Quatrième étape de la croissance subite d’Alice : elle se mit à pleurer ! C’est un dessin au feutre noir sur feuille A4, comme le précédent, une esquisse pour une B.D. que je continuerais peut-être un de ces jours… mais il faudrait bien qu’Alice aille se rhabiller.

« Mais elle continua de pleurer, versant des torrents de larmes, si bien qu’elle se vit à la fin entourée d’une grande mare, profonde d’environ quatre pouces et s’étendant jusqu’au milieu de la salle. »

Plutôt angoissante, l’histoire de Lewis Carroll, en fin de compte !

Alice grandit trop vite


Je me suis souvent amusée à illustrer le fascinant conte de Lewis Carroll en essayant d’évoquer l’ambiguïté cette histoire à multiples niveaux de lecture.

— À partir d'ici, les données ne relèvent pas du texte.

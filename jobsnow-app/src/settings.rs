use async_trait::async_trait;
use chrono::NaiveDate;
use shared_types::{
    CandidateProfile, CandidateProfileUpsert, CompanyProfile, CompanyProfileUpsert, Sector,
};
use std::sync::Arc;
use uuid::Uuid;

use crate::error::{ServiceError, ValidationError};
use crate::helpers::validation::{invalid, non_empty};
use crate::integrations::DataService;
use crate::notifications::{SharedNotifier, Toast};
use crate::onboarding::ProfileDraft;

/// Editable profile fields. `None` means unset and is never sent, so saving
/// never overwrites a stored value with an empty one.
#[async_trait]
pub trait ProfileForm: ProfileDraft {
    /// Field names in display order
    const FIELDS: &'static [&'static str];

    async fn fetch(data: &dyn DataService, id: Uuid) -> Result<Self, ServiceError>;

    async fn save(&self, data: &dyn DataService, id: Uuid) -> Result<(), ServiceError>;
}

#[derive(Debug, Clone, Default, PartialEq)]
pub struct CandidateSettings {
    pub full_name: Option<String>,
    pub phone: Option<String>,
    pub address: Option<String>,
    pub birth_date: Option<NaiveDate>,
    pub nationality: Option<String>,
    pub ancestry: Option<String>,
    pub bio: Option<String>,
    pub languages: Option<Vec<String>>,
}

impl From<CandidateProfile> for CandidateSettings {
    fn from(profile: CandidateProfile) -> Self {
        Self {
            full_name: profile.full_name,
            phone: profile.phone,
            address: profile.address,
            birth_date: profile.birth_date,
            nationality: profile.nationality,
            ancestry: profile.ancestry,
            bio: profile.bio,
            languages: (!profile.languages.is_empty()).then_some(profile.languages),
        }
    }
}

impl CandidateSettings {
    pub fn to_upsert(&self, id: Uuid) -> CandidateProfileUpsert {
        CandidateProfileUpsert {
            id,
            full_name: self.full_name.clone(),
            phone: self.phone.clone(),
            address: self.address.clone(),
            birth_date: self.birth_date,
            nationality: self.nationality.clone(),
            ancestry: self.ancestry.clone(),
            bio: self.bio.clone(),
            languages: self.languages.clone(),
            updated_at: Some(chrono::Utc::now()),
            ..Default::default()
        }
    }
}

impl ProfileDraft for CandidateSettings {
    fn set_field(&mut self, name: &str, value: &str) -> Result<(), ValidationError> {
        let text = non_empty(Some(value));
        match name {
            "full_name" => self.full_name = text,
            "phone" => self.phone = text,
            "address" => self.address = text,
            "birth_date" => {
                self.birth_date = match text {
                    Some(date) => Some(
                        NaiveDate::parse_from_str(&date, "%Y-%m-%d")
                            .map_err(|_| invalid(name, value))?,
                    ),
                    None => None,
                }
            }
            "nationality" => self.nationality = text,
            "ancestry" => self.ancestry = text,
            "bio" => self.bio = text,
            "languages" => {
                let languages: Vec<String> = value
                    .split(',')
                    .filter_map(|language| non_empty(Some(language)))
                    .collect();
                self.languages = (!languages.is_empty()).then_some(languages);
            }
            other => return Err(invalid(other, value)),
        }
        Ok(())
    }

    fn field_value(&self, name: &str) -> Option<String> {
        match name {
            "full_name" => self.full_name.clone(),
            "phone" => self.phone.clone(),
            "address" => self.address.clone(),
            "birth_date" => self.birth_date.map(|date| date.format("%Y-%m-%d").to_string()),
            "nationality" => self.nationality.clone(),
            "ancestry" => self.ancestry.clone(),
            "bio" => self.bio.clone(),
            "languages" => self.languages.as_ref().map(|languages| languages.join(", ")),
            _ => None,
        }
    }
}

#[async_trait]
impl ProfileForm for CandidateSettings {
    const FIELDS: &'static [&'static str] = &[
        "full_name",
        "phone",
        "address",
        "birth_date",
        "nationality",
        "ancestry",
        "bio",
        "languages",
    ];

    async fn fetch(data: &dyn DataService, id: Uuid) -> Result<Self, ServiceError> {
        Ok(data.fetch_candidate_profile(id).await?.into())
    }

    async fn save(&self, data: &dyn DataService, id: Uuid) -> Result<(), ServiceError> {
        data.upsert_candidate_profile(&self.to_upsert(id)).await
    }
}

#[derive(Debug, Clone, Default, PartialEq)]
pub struct CompanySettings {
    pub company_name: Option<String>,
    pub responsible_name: Option<String>,
    pub phone: Option<String>,
    pub address: Option<String>,
    pub website: Option<String>,
    pub description: Option<String>,
    pub cnpj: Option<String>,
    pub sector: Option<Sector>,
    pub employee_count: Option<i32>,
    pub founded_year: Option<i32>,
}

impl From<CompanyProfile> for CompanySettings {
    fn from(profile: CompanyProfile) -> Self {
        Self {
            company_name: profile.company_name,
            responsible_name: profile.responsible_name,
            phone: profile.phone,
            address: profile.address,
            website: profile.website,
            description: profile.description,
            cnpj: profile.cnpj,
            sector: profile.sector,
            employee_count: profile.employee_count,
            founded_year: profile.founded_year,
        }
    }
}

impl CompanySettings {
    pub fn to_upsert(&self, id: Uuid) -> CompanyProfileUpsert {
        CompanyProfileUpsert {
            id,
            company_name: self.company_name.clone(),
            responsible_name: self.responsible_name.clone(),
            phone: self.phone.clone(),
            address: self.address.clone(),
            website: self.website.clone(),
            cnpj: self.cnpj.clone(),
            sector: self.sector,
            employee_count: self.employee_count,
            founded_year: self.founded_year,
            description: self.description.clone(),
            ..Default::default()
        }
    }
}

fn parse_number(name: &str, value: &str) -> Result<Option<i32>, ValidationError> {
    match non_empty(Some(value)) {
        Some(number) => number
            .parse::<i32>()
            .ok()
            .filter(|number| *number > 0)
            .map(Some)
            .ok_or_else(|| invalid(name, value)),
        None => Ok(None),
    }
}

impl ProfileDraft for CompanySettings {
    fn set_field(&mut self, name: &str, value: &str) -> Result<(), ValidationError> {
        let text = non_empty(Some(value));
        match name {
            "company_name" => self.company_name = text,
            "responsible_name" => self.responsible_name = text,
            "phone" => self.phone = text,
            "address" => self.address = text,
            "website" => self.website = text,
            "description" => self.description = text,
            "cnpj" => self.cnpj = text,
            "sector" => {
                self.sector = match text {
                    Some(sector) => Some(sector.parse().map_err(|_| invalid(name, value))?),
                    None => None,
                }
            }
            "employee_count" => self.employee_count = parse_number(name, value)?,
            "founded_year" => self.founded_year = parse_number(name, value)?,
            other => return Err(invalid(other, value)),
        }
        Ok(())
    }

    fn field_value(&self, name: &str) -> Option<String> {
        match name {
            "company_name" => self.company_name.clone(),
            "responsible_name" => self.responsible_name.clone(),
            "phone" => self.phone.clone(),
            "address" => self.address.clone(),
            "website" => self.website.clone(),
            "description" => self.description.clone(),
            "cnpj" => self.cnpj.clone(),
            "sector" => self.sector.map(|sector| sector.to_string()),
            "employee_count" => self.employee_count.map(|count| count.to_string()),
            "founded_year" => self.founded_year.map(|year| year.to_string()),
            _ => None,
        }
    }
}

#[async_trait]
impl ProfileForm for CompanySettings {
    const FIELDS: &'static [&'static str] = &[
        "company_name",
        "responsible_name",
        "phone",
        "address",
        "website",
        "description",
        "cnpj",
        "sector",
        "employee_count",
        "founded_year",
    ];

    async fn fetch(data: &dyn DataService, id: Uuid) -> Result<Self, ServiceError> {
        Ok(data.fetch_company_profile(id).await?.into())
    }

    async fn save(&self, data: &dyn DataService, id: Uuid) -> Result<(), ServiceError> {
        data.upsert_company_profile(&self.to_upsert(id)).await
    }
}

/// Fetch-edit-save form over the signed-in account's profile row.
pub struct SettingsForm<F: ProfileForm> {
    pub fields: F,
    account_id: Uuid,
    data: Arc<dyn DataService>,
    notifier: SharedNotifier,
    loading: bool,
}

impl<F: ProfileForm> SettingsForm<F> {
    pub fn new(account_id: Uuid, data: Arc<dyn DataService>, notifier: SharedNotifier) -> Self {
        Self {
            fields: F::default(),
            account_id,
            data,
            notifier,
            loading: false,
        }
    }

    pub fn is_loading(&self) -> bool {
        self.loading
    }

    pub fn set_field(&mut self, name: &str, value: &str) -> Result<(), ValidationError> {
        self.fields.set_field(name, value)
    }

    /// Populate from the stored row. A missing row leaves the form empty;
    /// other failures are logged and leave it at defaults.
    pub async fn load(&mut self) {
        match F::fetch(self.data.as_ref(), self.account_id).await {
            Ok(fields) => self.fields = fields,
            Err(e) if e.is_no_rows() => {
                tracing::debug!("No profile row yet for {}", self.account_id);
                self.fields = F::default();
            }
            Err(e) => {
                tracing::error!("Error fetching profile: {}", e);
                self.fields = F::default();
            }
        }
    }

    /// Upsert the current fields. The form keeps what was submitted.
    pub async fn submit(&mut self) -> Result<(), ServiceError> {
        self.loading = true;
        let result = self.fields.save(self.data.as_ref(), self.account_id).await;
        self.loading = false;

        match result {
            Ok(()) => {
                self.notifier.notify(Toast::success(
                    "settings.savedTitle",
                    "settings.savedDescription",
                ));
                Ok(())
            }
            Err(e) => {
                tracing::error!("Error updating profile: {}", e);
                self.notifier.notify(
                    Toast::error("settings.saveErrorTitle", "settings.saveErrorDescription")
                        .with_detail(e.message.clone()),
                );
                Err(e)
            }
        }
    }
}

#[cfg(test)]
mod tests {
    use super::*;
    use crate::database::test_database;
    use crate::integrations::local::LocalBackend;
    use crate::integrations::{IdentityService, SignUpRequest};
    use crate::notifications::testing::RecordingNotifier;
    use shared_types::{AuthSession, UserKind, UserMetadata};

    async fn sign_up(backend: &LocalBackend, kind: UserKind) -> AuthSession {
        backend
            .sign_up(&SignUpRequest {
                email: format!("{}@example.com", kind),
                password: "segredo123".to_string(),
                metadata: UserMetadata {
                    user_type: kind,
                    full_name: Some("Ana Sato".to_string()),
                    company_name: Some("Kobe Log".to_string()),
                    responsible_name: Some("Kenji".to_string()),
                },
                redirect_to: String::new(),
            })
            .await
            .unwrap()
            .unwrap()
    }

    #[test]
    fn test_blank_input_is_unset() {
        let mut fields = CompanySettings::default();
        fields.set_field("phone", "   ").unwrap();
        fields.set_field("sector", "").unwrap();
        assert_eq!(fields.phone, None);
        assert_eq!(fields.sector, None);

        let payload = serde_json::to_value(fields.to_upsert(Uuid::nil())).unwrap();
        let object = payload.as_object().unwrap();
        assert_eq!(object.len(), 1);
        assert!(object.contains_key("id"));
    }

    #[test]
    fn test_candidate_field_parsing() {
        let mut fields = CandidateSettings::default();
        fields.set_field("birth_date", "1990-04-12").unwrap();
        fields.set_field("languages", "N2, Inglês,").unwrap();
        assert_eq!(fields.birth_date, NaiveDate::from_ymd_opt(1990, 4, 12));
        assert_eq!(
            fields.languages,
            Some(vec!["N2".to_string(), "Inglês".to_string()])
        );
        assert!(fields.set_field("birth_date", "12/04/1990").is_err());
        assert!(fields.to_upsert(Uuid::nil()).updated_at.is_some());
    }

    #[tokio::test]
    async fn test_load_missing_row_gives_empty_form() {
        let (_dir, db) = test_database();
        let backend = Arc::new(LocalBackend::new(db.async_connection.clone(), true));
        let mut form: SettingsForm<CompanySettings> = SettingsForm::new(
            Uuid::new_v4(),
            backend,
            Arc::new(RecordingNotifier::default()),
        );
        form.fields.company_name = Some("stale".to_string());
        form.load().await;
        assert_eq!(form.fields, CompanySettings::default());
    }

    #[tokio::test]
    async fn test_submit_keeps_unset_columns() {
        let (_dir, db) = test_database();
        let backend = Arc::new(LocalBackend::new(db.async_connection.clone(), true));
        let session = sign_up(&backend, UserKind::Company).await;
        let notifier = Arc::new(RecordingNotifier::default());

        let mut form: SettingsForm<CompanySettings> =
            SettingsForm::new(session.user.id, backend.clone(), notifier.clone());
        form.load().await;
        assert_eq!(form.fields.company_name.as_deref(), Some("Kobe Log"));

        form.set_field("sector", "logistics").unwrap();
        form.submit().await.unwrap();
        assert!(!notifier.last().unwrap().is_error());

        // A fresh form with only a phone must not clear the sector
        let mut other: SettingsForm<CompanySettings> =
            SettingsForm::new(session.user.id, backend.clone(), notifier.clone());
        other.set_field("phone", "078-000-0000").unwrap();
        other.submit().await.unwrap();

        let profile = backend.fetch_company_profile(session.user.id).await.unwrap();
        assert_eq!(profile.sector, Some(Sector::Logistics));
        assert_eq!(profile.phone.as_deref(), Some("078-000-0000"));
        assert_eq!(profile.company_name.as_deref(), Some("Kobe Log"));
    }

    #[tokio::test]
    async fn test_submit_failure_notifies() {
        let (_dir, db) = test_database();
        let backend = Arc::new(LocalBackend::new(db.async_connection.clone(), true));
        let notifier = Arc::new(RecordingNotifier::default());
        let mut form: SettingsForm<CandidateSettings> =
            SettingsForm::new(Uuid::new_v4(), backend, notifier.clone());
        form.set_field("full_name", "Ana").unwrap();

        assert!(form.submit().await.is_err());
        assert!(notifier.last().unwrap().is_error());
        assert_eq!(form.fields.full_name.as_deref(), Some("Ana"));
    }
}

Quand Alice mange le gâteau, elle grandit, mais lorsqu’une petite fille grandit, elle se transforme en femme. Je n’ai jamais compris pourquoi ses habits grandissaient en même temps que son corps ! Ils devraient se déchirer et dévoiler jambes, nombril  et bras que les beautés de l’époque cachaient sous des tonnes de tissus… Voilà pourquoi j’ai ce dessin en 3 vignettes de B.D. en me basant sur le portrait de la véritable Alice, muse du coquin Lewis Carroll : Alice Liddel qu’il a photographiée en 1858.

C’est pour elle qu’il écrivit les fantastiques aventures d’Alice au Pays des Merveilles. Loin de la blondasse sucrée de Walt Disney la vraie Alice ressemble à la piquante Louise Brooks et n’a pas l’air d’une naïve bécasse ! C‘est une Lolita très contemporaine. Notez que les parents d’Alice lui ont par la suite interdit d’approcher leur petite fille ainsi que ses 2 soeurs…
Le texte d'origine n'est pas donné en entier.